Obviously enough you’ll probably want more levels of Wilder, some Knowledge/The Planes, and – of course – hit dice and such. Still, while the initial cost is similar to that of a Wizard, even throwing in some more bonus uses on Rite of Chi and a few more dice in the Mana reserve, the per-level cost is going to be far below that of an actual Wizard or Sorcerer. The flexibility will be too, but it’s not at all a bad package for a “primitive” arcanist – or it could serve as a template for various other specialists. There are plenty of other domains and paths out there.

6 Responses

  1. I’ve long thought that dumping lava on your enemies was one of the best things to do while Time Stopped, and I’m glad that there’s a spell for that now. Also, it kinda reminds me of that scene from the end of the Wheel of Time series where that guy opens portals to the inside of a volcano.

    A lot of the other effects look interesting too, but their unpredictable nature makes theorycrafting a bit hard.
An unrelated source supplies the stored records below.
//! # HTTP Server
//!
//! Combines the record and observability routers behind one CORS layer.

use std::io;
use std::net::SocketAddr;
use std::sync::Arc;

use axum::Router;
use tokio::net::TcpListener;
use tower_http::cors::{AllowOrigin, Any, CorsLayer};

use super::config::HttpServerConfig;
use super::observability_routes::observability_routes;
use super::record_routes::record_routes;
use crate::api::ApiHandler;
use crate::observability::{log_event_with_fields, Event};

/// HTTP server for a keyledger store
pub struct HttpServer {
    config: HttpServerConfig,
    router: Router,
}

impl HttpServer {
    /// Create a server for `api` with default configuration
    pub fn new(api: Arc<ApiHandler>) -> Self {
        Self::with_config(api, HttpServerConfig::default())
    }

    /// Create a server for `api` with custom configuration
    pub fn with_config(api: Arc<ApiHandler>, config: HttpServerConfig) -> Self {
        let router = Self::build_router(api, &config);
        Self { config, router }
    }

    fn build_router(api: Arc<ApiHandler>, config: &HttpServerConfig) -> Router {
        let cors = if config.cors_origins.is_empty() {
            CorsLayer::new()
                .allow_origin(Any)
                .allow_methods(Any)
                .allow_headers(Any)
        } else {
            let origins: Vec<_> = config
                .cors_origins
                .iter()
                .filter_map(|s| s.parse().ok())
                .collect();

            CorsLayer::new()
                .allow_origin(AllowOrigin::list(origins))
                .allow_methods(Any)
                .allow_headers(Any)
        };

        Router::new()
            .merge(observability_routes(api.clone()))
            .merge(record_routes(api.clone()))
            .nest("/observability", observability_routes(api))
            .layer(cors)
    }

    /// Get the socket address
    pub fn socket_addr(&self) -> String {
        self.config.socket_addr()
    }

    /// Get the router (for testing)
    pub fn router(self) -> Router {
        self.router
    }

    /// Start the HTTP server (async)
    pub async fn start(self) -> Result<(), io::Error> {
        let addr: SocketAddr = self.config.socket_addr().parse().map_err(|e| {
            io::Error::new(
                io::ErrorKind::InvalidInput,
                format!("invalid socket address {}: {}", self.config.socket_addr(), e),
            )
        })?;

        let listener = TcpListener::bind(addr).await?;
        log_event_with_fields(Event::Serving, &[("addr", &addr.to_string())]);
        axum::serve(listener, self.router).await?;

        Ok(())
    }
}

#[cfg(test)]
mod tests {
    use super::*;
    use axum::body::{to_bytes, Body};
    use axum::http::{Request, StatusCode};
    use tower::ServiceExt;

    use crate::store::{ActorId, RecordStore};

    fn server() -> HttpServer {
        let api = Arc::new(ApiHandler::new(RecordStore::new(ActorId::new("admin"))));
        HttpServer::new(api)
    }

    #[test]
    fn test_socket_addr() {
        let api = Arc::new(ApiHandler::new(RecordStore::new(ActorId::new("admin"))));
        let server = HttpServer::with_config(api, HttpServerConfig::with_port(9999));
        assert_eq!(server.socket_addr(), "127.0.0.1:9999");
    }

    #[tokio::test]
    async fn test_health_endpoint() {
        let response = server()
            .router()
            .oneshot(Request::builder().uri("/health").body(Body::empty()).unwrap())
            .await
            .unwrap();
        assert_eq!(response.status(), StatusCode::OK);
    }

    #[tokio::test]
    async fn test_metrics_reflect_store_activity() {
        let router = server().router();
        let request = Request::builder()
            .method("POST")
            .uri("/records")
            .header("content-type", "application/json")
            .header("x-actor", "u")
            .body(Body::from(r#"{"key":"k","value":"v"}"#))
            .unwrap();
        let response = router.clone().oneshot(request).await.unwrap();
        assert_eq!(response.status(), StatusCode::CREATED);

        let response = router
            .oneshot(
                Request::builder()
                    .uri("/observability/metrics")
                    .body(Body::empty())
                    .unwrap(),
            )
            .await
            .unwrap();
        let bytes = to_bytes(response.into_body(), usize::MAX).await.unwrap();
        let metrics: serde_json::Value = serde_json::from_slice(&bytes).unwrap();
        assert_eq!(metrics["records_stored"], 1);
    }
}
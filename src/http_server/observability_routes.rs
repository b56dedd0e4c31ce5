//! Observability HTTP Routes
//!
//! Health check and a JSON view of the in-process metrics registry.

use std::sync::Arc;

use axum::{extract::State, http::StatusCode, response::IntoResponse, routing::get, Json, Router};
use serde::Serialize;

use crate::api::ApiHandler;

/// Health check response
#[derive(Debug, Serialize)]
pub struct HealthResponse {
    pub status: String,
    pub version: String,
}

/// Create observability routes
pub fn observability_routes(api: Arc<ApiHandler>) -> Router {
    Router::new()
        .route("/health", get(health_handler))
        .route("/metrics", get(metrics_handler))
        .with_state(api)
}

async fn health_handler() -> impl IntoResponse {
    let response = HealthResponse {
        status: "ok".to_string(),
        version: env!("CARGO_PKG_VERSION").to_string(),
    };

    (StatusCode::OK, Json(response))
}

async fn metrics_handler(State(api): State<Arc<ApiHandler>>) -> impl IntoResponse {
    (StatusCode::OK, Json(api.metrics().to_json()))
}
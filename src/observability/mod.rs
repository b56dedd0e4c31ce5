//! Observability subsystem for keyledger
//!
//! - Structured JSON logging
//! - Operation counters
//! - Lifecycle events
//! - Append-only audit log of every mutation attempt
//!
//! Observability is read-only with respect to the store: a logging or
//! metrics failure never changes the outcome of an operation.
//!
//! # Usage
//!
//! ```
//! use keyledger::observability::{Logger, MetricsRegistry};
//!
//! Logger::info("RECORD_STORED", &[("id", "42")]);
//!
//! let metrics = MetricsRegistry::new();
//! metrics.increment_records_updated();
//! assert_eq!(metrics.snapshot().records_updated, 1);
//! ```

mod audit;
mod events;
mod logger;
mod metrics;

pub use audit::{AuditLog, AuditOutcome, AuditRecord, FileAuditLog, MemoryAuditLog};
pub use events::Event;
pub use logger::{Logger, Severity};
pub use metrics::{MetricsRegistry, MetricsSnapshot};

fn severity_for(event: Event) -> Severity {
    if event.is_fatal() {
        Severity::Fatal
    } else {
        Severity::Info
    }
}

/// Log a lifecycle event
pub fn log_event(event: Event) {
    Logger::log(severity_for(event), event.as_str(), &[]);
}

/// Log a lifecycle event with fields
pub fn log_event_with_fields(event: Event, fields: &[(&str, &str)]) {
    Logger::log(severity_for(event), event.as_str(), fields);
}
//! Record table and its derived state.
//!
//! `StoreState` is the serializable part of the engine: the record table,
//! the indexes, the administrator and the running counters.

use std::collections::BTreeMap;

use chrono::{DateTime, Utc};
use serde::{Deserialize, Serialize};
use thiserror::Error;

use super::errors::{StoreError, StoreResult};
use super::index::RecordIndexes;
use super::record::{ActorId, Record, RecordId};

/// A snapshot whose derived state disagrees with its record table
#[derive(Debug, Clone, PartialEq, Eq, Error)]
#[error("State integrity violation: {0}")]
pub struct IntegrityViolation(pub String);

#[derive(Debug, Clone, PartialEq, Eq, Serialize, Deserialize)]
pub struct StoreState {
    administrator: ActorId,
    /// Ids handed out so far; the next id is `record_count + 1`
    record_count: u64,
    /// Maintained at store/delete/reactivate
    active_count: u64,
    records: BTreeMap<RecordId, Record>,
    indexes: RecordIndexes,
}

impl StoreState {
    pub fn new(administrator: ActorId) -> Self {
        Self {
            administrator,
            record_count: 0,
            active_count: 0,
            records: BTreeMap::new(),
            indexes: RecordIndexes::new(),
        }
    }

    pub fn administrator(&self) -> &ActorId {
        &self.administrator
    }

    pub fn record_count(&self) -> u64 {
        self.record_count
    }

    pub fn active_count(&self) -> u64 {
        self.active_count
    }

    pub fn indexes(&self) -> &RecordIndexes {
        &self.indexes
    }

    pub fn record(&self, id: RecordId) -> StoreResult<&Record> {
        self.records
            .get(&id)
            .ok_or_else(|| StoreError::id_not_found(id))
    }

    fn record_mut(&mut self, id: RecordId) -> StoreResult<&mut Record> {
        self.records
            .get_mut(&id)
            .ok_or_else(|| StoreError::id_not_found(id))
    }

    pub fn is_administrator(&self, actor: &ActorId) -> bool {
        &self.administrator == actor
    }

    /// Creator or administrator
    pub fn may_modify(&self, actor: &ActorId, record: &Record) -> bool {
        &record.creator == actor || self.is_administrator(actor)
    }

    /// Records in insertion order
    pub fn iter(&self) -> impl Iterator<Item = &Record> {
        self.indexes
            .all_ids()
            .iter()
            .filter_map(|id| self.records.get(id))
    }

    /// Insert a validated record; callers check key binding and emptiness first.
    pub(crate) fn insert(
        &mut self,
        creator: &ActorId,
        key: &str,
        value: &str,
        category: &str,
        now: DateTime<Utc>,
    ) -> RecordId {
        self.record_count += 1;
        let id = self.record_count;
        let record = Record::new(
            id,
            key.to_string(),
            value.to_string(),
            creator.clone(),
            category.to_string(),
            now,
        );
        self.indexes.insert(&record);
        self.records.insert(id, record);
        self.active_count += 1;
        id
    }

    /// Replace the value of an active record, returning the old value
    pub(crate) fn replace_value(
        &mut self,
        id: RecordId,
        new_value: &str,
        now: DateTime<Utc>,
    ) -> StoreResult<String> {
        let record = self.record_mut(id)?;
        let old = std::mem::replace(&mut record.value, new_value.to_string());
        record.version += 1;
        record.last_modified = now;
        Ok(old)
    }

    pub(crate) fn set_active(
        &mut self,
        id: RecordId,
        active: bool,
        now: DateTime<Utc>,
    ) -> StoreResult<()> {
        let record = self.record_mut(id)?;
        if record.active == active {
            return Ok(());
        }
        record.active = active;
        record.last_modified = now;
        if active {
            self.active_count += 1;
        } else {
            self.active_count -= 1;
        }
        Ok(())
    }

    pub(crate) fn set_administrator(&mut self, admin: ActorId) -> ActorId {
        std::mem::replace(&mut self.administrator, admin)
    }

    /// Count active records by scanning every id
    pub fn scan_active_count(&self) -> u64 {
        self.iter().filter(|r| r.active).count() as u64
    }

    /// Check every table/index invariant. Used after loading a snapshot.
    pub fn verify(&self) -> Result<(), IntegrityViolation> {
        let violation = |msg: String| Err(IntegrityViolation(msg));

        if self.administrator.is_null() {
            return violation("administrator is the null identity".into());
        }

        if self.records.len() as u64 != self.record_count {
            return violation(format!(
                "record table holds {} records but counter is {}",
                self.records.len(),
                self.record_count
            ));
        }

        let all_ids = self.indexes.all_ids();
        if all_ids.len() as u64 != self.record_count
            || all_ids.iter().zip(1..).any(|(id, expected)| *id != expected)
        {
            return violation("all-ids list is not the sequence 1..=count".into());
        }

        for (id, record) in &self.records {
            if *id != record.id {
                return violation(format!("record stored under {} claims id {}", id, record.id));
            }
            if record.key.is_empty() || record.value.is_empty() {
                return violation(format!("record {} has an empty key or value", id));
            }
            if record.version == 0 {
                return violation(format!("record {} has version 0", id));
            }
        }

        if self.indexes.bound_keys() as u64 != self.record_count {
            return violation("key index size differs from record count".into());
        }
        for (key, id) in self.indexes.key_entries() {
            match self.records.get(id) {
                Some(record) if &record.key == key => {}
                _ => return violation(format!("key '{}' points at wrong or missing id {}", key, id)),
            }
        }

        let mut creator_entries = 0u64;
        for (creator, ids) in self.indexes.creator_entries() {
            for id in ids {
                match self.records.get(id) {
                    Some(record) if &record.creator == creator => creator_entries += 1,
                    _ => return violation(format!("creator index for '{}' holds bad id {}", creator, id)),
                }
            }
        }
        if creator_entries != self.record_count {
            return violation("creator index does not cover every record".into());
        }

        let mut category_entries = 0usize;
        for (category, ids) in self.indexes.category_entries() {
            for id in ids {
                match self.records.get(id) {
                    Some(record) if &record.category == category => category_entries += 1,
                    _ => return violation(format!("category index for '{}' holds bad id {}", category, id)),
                }
            }
        }
        let categorized = self.records.values().filter(|r| !r.is_uncategorized()).count();
        if category_entries != categorized {
            return violation("category index does not cover every categorized record".into());
        }

        let scanned = self.scan_active_count();
        if scanned != self.active_count {
            return violation(format!(
                "active counter is {} but scan finds {}",
                self.active_count, scanned
            ));
        }

        Ok(())
    }
}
    • It might be hard to get much through the portal since nowadays Time Stop speeds up the caster and that won’t affect the stuff on the other side of the portal – but I would probably rule that the portals duration is synced to outside clocks, so it would work anyway; it’s just that the portals brief existence would be after the time stop was over.

      That is one of the problems with “primitive” magic though; it tends to be a bit unstable even if it IS pretty versatile.

  2. It’s always nice to see a new article from you. :)

    Looking the new spells over, they’re definitely of the conjuration school, but as for the subschool…probably teleportation, though I suppose there might be an argument for creation instead (as per the “orb” energy spells from Complete Arcane).

    • It is a bit tricky! Conjuration… well, that usually covers the “poking holes in the universe” part. Healing and Summoning are obviously out, Creation… well, they just open holes for things to fall out of, they don’t actually make anything. Calling specifically starts off with Creatures, so it’s not quite right even if you might get creatures sometimes. That pretty much leaves teleportation – although, as befits a set of “primitive” effects, the first two only do a half-assed job of that since they stop at “making a hole” without forcing something to go through it.

      If we consider “Conjuration” to cover the “make a hole” part we could make a case for just “Conjuration” with no subschool – which would be weird, but would kind of befit a set of primitive spells.

  3. My apologies for an off-topic post, but I was trying to reach you on the page below. However, it’s an older page and you might not be monitoring responses to it anymore. I created an updated and expanded version of it and FastJack from the official SR forums would like to put it up on Holostreets. Could you please email me to discuss? Thanks.

    Shadowrun / Earthdawn Prehistory

  4. Hi, Thoth. Hadn’t heard back from you on my other post. You still out there?